<<<<

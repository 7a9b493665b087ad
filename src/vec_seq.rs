//! VecSeq: contiguous storage with index cursors, the random-access path of
//! the cursor contract.
//!
//! Cursors are plain indices stamped with the container's owner id. Inserting
//! or erasing shifts later elements, so cursors at or after the mutation
//! point silently name different elements afterwards; that invalidation is
//! documented, not detected. Cursors never dangle past `end()` because every
//! minting path clamps to `len()`.

use crate::cursor::{AccessError, OwnerId, RandomAccess, Sequence, SequenceMut};

/// Position inside a [`VecSeq`]. `at == len` is the end sentinel.
#[derive(Copy, Clone, Eq, PartialEq, Debug)]
pub struct VecCursor {
    pub(crate) owner: OwnerId,
    pub(crate) at: usize,
}

/// Growable array implementing `Sequence + SequenceMut + RandomAccess`.
pub struct VecSeq<T> {
    owner: OwnerId,
    items: Vec<T>,
}

impl<T> VecSeq<T> {
    pub fn new() -> Self {
        Self {
            owner: OwnerId::mint(),
            items: Vec::new(),
        }
    }

    pub fn with_capacity(cap: usize) -> Self {
        Self {
            owner: OwnerId::mint(),
            items: Vec::with_capacity(cap),
        }
    }

    pub fn from_vec(items: Vec<T>) -> Self {
        Self {
            owner: OwnerId::mint(),
            items,
        }
    }

    pub fn into_vec(self) -> Vec<T> {
        self.items
    }

    pub fn len(&self) -> usize {
        self.items.len()
    }

    pub fn is_empty(&self) -> bool {
        self.items.is_empty()
    }

    pub fn as_slice(&self) -> &[T] {
        &self.items
    }

    fn cursor(&self, at: usize) -> VecCursor {
        VecCursor {
            owner: self.owner,
            at: at.min(self.items.len()),
        }
    }

    /// Append, returning a cursor to the new element.
    pub fn push(&mut self, value: T) -> VecCursor {
        self.items.push(value);
        self.cursor(self.items.len() - 1)
    }

    pub fn pop(&mut self) -> Option<T> {
        self.items.pop()
    }

    /// Insert before `c` (before `end()` appends), returning a cursor to the
    /// inserted element. Cursors at or after `c` now name shifted elements.
    pub fn insert_at(&mut self, c: VecCursor, value: T) -> VecCursor {
        self.owner.check(c.owner);
        let at = c.at.min(self.items.len());
        self.items.insert(at, value);
        self.cursor(at)
    }

    /// Remove the element at `c`; `None` at `end()`. Cursors after `c` now
    /// name shifted elements.
    pub fn erase_at(&mut self, c: VecCursor) -> Option<T> {
        self.owner.check(c.owner);
        if c.at < self.items.len() {
            Some(self.items.remove(c.at))
        } else {
            None
        }
    }

    /// Bounds-checked indexed access.
    pub fn at(&self, i: usize) -> Result<&T, AccessError> {
        self.items.get(i).ok_or(AccessError::OutOfRange)
    }

    pub fn at_mut(&mut self, i: usize) -> Result<&mut T, AccessError> {
        self.items.get_mut(i).ok_or(AccessError::OutOfRange)
    }

    pub fn clear(&mut self) {
        self.items.clear();
    }

    pub fn iter(&self) -> core::slice::Iter<'_, T> {
        self.items.iter()
    }
}

impl<T> Default for VecSeq<T> {
    fn default() -> Self {
        Self::new()
    }
}

impl<T> FromIterator<T> for VecSeq<T> {
    fn from_iter<I: IntoIterator<Item = T>>(iter: I) -> Self {
        Self::from_vec(iter.into_iter().collect())
    }
}

impl<T> Extend<T> for VecSeq<T> {
    fn extend<I: IntoIterator<Item = T>>(&mut self, iter: I) {
        self.items.extend(iter);
    }
}

impl<T> Sequence for VecSeq<T> {
    type Item = T;
    type Cursor = VecCursor;

    fn begin(&self) -> VecCursor {
        self.cursor(0)
    }

    fn end(&self) -> VecCursor {
        self.cursor(self.items.len())
    }

    fn next(&self, c: VecCursor) -> VecCursor {
        self.owner.check(c.owner);
        self.cursor(c.at.saturating_add(1))
    }

    fn prev(&self, c: VecCursor) -> VecCursor {
        self.owner.check(c.owner);
        let len = self.items.len();
        if c.at == 0 || len == 0 {
            self.end()
        } else if c.at >= len {
            self.cursor(len - 1)
        } else {
            self.cursor(c.at - 1)
        }
    }

    fn get(&self, c: VecCursor) -> Option<&T> {
        self.owner.check(c.owner);
        self.items.get(c.at)
    }

    fn len(&self) -> usize {
        self.items.len()
    }

    fn advance(&self, c: VecCursor, n: usize) -> VecCursor {
        self.owner.check(c.owner);
        self.cursor(c.at.saturating_add(n))
    }

    fn distance(&self, first: VecCursor, last: VecCursor) -> usize {
        self.owner.check(first.owner);
        self.owner.check(last.owner);
        assert!(first.at <= last.at, "distance: last precedes first");
        last.at - first.at
    }
}

impl<T> SequenceMut for VecSeq<T> {
    fn get_mut(&mut self, c: VecCursor) -> Option<&mut T> {
        self.owner.check(c.owner);
        self.items.get_mut(c.at)
    }

    fn set(&mut self, c: VecCursor, value: T) -> Option<T> {
        self.owner.check(c.owner);
        self.items
            .get_mut(c.at)
            .map(|slot| core::mem::replace(slot, value))
    }

    fn swap(&mut self, a: VecCursor, b: VecCursor) {
        self.owner.check(a.owner);
        self.owner.check(b.owner);
        if a.at != b.at {
            self.items.swap(a.at, b.at);
        }
    }
}

impl<T> RandomAccess for VecSeq<T> {
    fn position(&self, c: VecCursor) -> usize {
        self.owner.check(c.owner);
        c.at.min(self.items.len())
    }

    fn at_offset(&self, i: usize) -> VecCursor {
        assert!(i <= self.items.len(), "at_offset past end");
        self.cursor(i)
    }
}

>>>>

> **Task details**: A complete answer lists each line of the data that holds the word "assert".

> **Your response**:
        assert!(first.at <= last.at, "distance: last precedes first");
        assert!(i <= self.items.len(), "at_offset past end");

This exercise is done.